In the light of these principles did the juror, Parker, give false or evasive answers to voir dire questions by his nondisclosure of his connection with the Henry George School and his studies of the philosophy and teachings of Henry George? His testimony at the hearing negates any such implication. He had been a juror twice before in personal injury (F.E.L.A.) cases, and had not disclosed such information on voir dire examination (Rep. tr. pp. 127-128); he *722 was not compensated for his services as discussion leader of the Henry George School, nor was he an officer of the Society which operated the school (Rep. tr. pp. 128-130); he was a graduate of the Stanford University Graduate School of Business Administration (Rep. tr. p. 159); he may have mentioned the antitrust laws in leading discussions and as a student in the Henry George School, but such antitrust laws were not the subject of instruction as regarding business, or their relationship to the philosophy of Henry George (Rep. tr. pp. 153-154); and he believed in the enforcement of the antitrust laws, and did not believe in socialism. (Rep. tr. pp. 154-155). In respect to his discussion of some of the Henry George principles he testified:

"Mr. Bourquin: Q. As it is termed in the book, the remedy. Did you teach that by adoption of the remedy society would thus approach the promised land of Herbert Spencer and the abolition of government?
"A. No.
"Q. Did you teach your classes that by adoption of the proposals of Henry George society would reach the ideal of the socialist, not through government repression; government would change its character and become the administration of a great cooperative society which would become merely the agency by which common property was administered for the common benefit? Did you teach that?
"A. I didn't teach it. The students were exposed to it. I suggested they could believe it or not believe it. Those would be the ultimate possibilities. I expressed doubt in my mind that any application of this theory would give that degree of benefit.
"Q. Did you teach your classes that by adoption of the Henry George proposals society would then become able to establish public baths, museums, libraries, gardens, lecture rooms, music dance halls and theatres?
"A. The same answer as the last time." (Rep. tr. pp. 166-167).

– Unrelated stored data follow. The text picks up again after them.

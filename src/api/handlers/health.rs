//! Handler for health check endpoint.

use axum::{Json, extract::State, http::StatusCode};

use crate::api::dto::health::{CheckStatus, HealthChecks, HealthResponse};
use crate::state::AppState;

/// Returns service health status with component checks.
///
/// # Endpoint
///
/// `GET /health`
///
/// # Response Codes
///
/// - **200 OK**: All components healthy
/// - **503 Service Unavailable**: One or more components degraded
///
/// # Components Checked
///
/// 1. **Store**: PING through the link repository
/// 2. **Visit Queue**: Checks if channel is open and reports free capacity
///
/// # Response
///
/// ```json
/// {
///   "status": "healthy",
///   "version": "0.1.0",
///   "checks": {
///     "store": { "status": "ok", "message": "Store reachable" },
///     "visit_queue": { "status": "ok", "message": "Capacity: 10000" }
///   }
/// }
/// ```
pub async fn health_handler(
    State(state): State<AppState>,
) -> Result<Json<HealthResponse>, (StatusCode, Json<HealthResponse>)> {
    let store_check = check_store(&state).await;
    let queue_check = check_visit_queue(&state);

    let all_healthy = store_check.is_ok() && queue_check.is_ok();

    let response = HealthResponse {
        status: if all_healthy { "healthy" } else { "degraded" }.to_string(),
        version: env!("CARGO_PKG_VERSION").to_string(),
        checks: HealthChecks {
            store: store_check,
            visit_queue: queue_check,
        },
    };

    if all_healthy {
        Ok(Json(response))
    } else {
        Err((StatusCode::SERVICE_UNAVAILABLE, Json(response)))
    }
}

async fn check_store(state: &AppState) -> CheckStatus {
    if state.link_service.health_check().await {
        CheckStatus::ok("Store reachable")
    } else {
        CheckStatus::error("Store unreachable")
    }
}

fn check_visit_queue(state: &AppState) -> CheckStatus {
    if state.visit_recorder.is_closed() {
        CheckStatus::error("Visit queue is closed")
    } else {
        CheckStatus::ok(format!("Capacity: {}", state.visit_recorder.capacity()))
    }
}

With respect to his intentions on voir dire examination he said:

"Mr. Alioto: Q. * * * Now, then, at any time in that voir dire examination, Mr. Parker, did you intend to deceive this Court?
"A. I did not.
"Q. Did you intend deliberately to conceal the fact that you had a leisure-time activity for which you were not paid in relation to the Henry George School?
"A. I did not.
"Mr. Alioto: We have no further questions.
"The Court: Along this line, Mr. Parker, what was your understanding of your connection with the Henry George School as it related to the questioning asked by the Court? (on voir dire examination)
"The Witness: As a matter of fact, Your Honor, the thought never occurred to me that there was a relationship. I never even thought of that while I was sitting there. (emphasis added)
"The Court: And the questioning of the Court in connection with your qualifications asking into your views insofar as the philosophic or the social views behind the antitrust laws and the business relationships never in any way bore any relationship to your activities in connection with discussion groups in the Henry George School?
"The Witness: In no way at all." (Rep. tr. pp. 155-156)

From this testimony it is apparent that Parker never equated his Henry George School connection with the basic purpose of government behind the antitrust laws, namely, to outlaw monopolies and combinations in restraint of trade. In this respect the Court finds Parker to be a credible witness. His *723 demeanor on the stand and his conduct throughout the trial was conscientious, respectful and attentive. He answered questions with candor and without evasiveness. He was not argumentative or assertive, and he appeared to have good powers of comprehension. In short, his testimony is believed by the Court. Therefore, the Court finds that he did not evasively answer or fail to fully answer the questions put to him on voir dire examination, and that under the voir dire questions he was under no duty to disclose his Henry George School connection. This is true because the voir dire questions were concerned with the opinions, views and experiences of the prospective jurors about and with the antitrust laws and the basic purpose of those laws to maintain a competitive, free enterprise system in the United States, while his connection with the Henry George School was to discuss and explain, not to follow, the economic principles of Henry George,[9] which were not related in any material way to the application of the antitrust laws to modern business relationships in the United States today. To hold that a prospective juror must, under the pain of misconduct, disclose every economic, social or political principle he ever studied, considered or expounded upon when asked about his knowledge and beliefs about antitrust laws would create a snare and a trap for most any citizen who had the unfortunate experience of being summoned as a prospective juror in such a case in a United States District Court, and would create havoc in the administration of the jury system in this type of case, which is already fraught with complex and difficult problems of jury presentation.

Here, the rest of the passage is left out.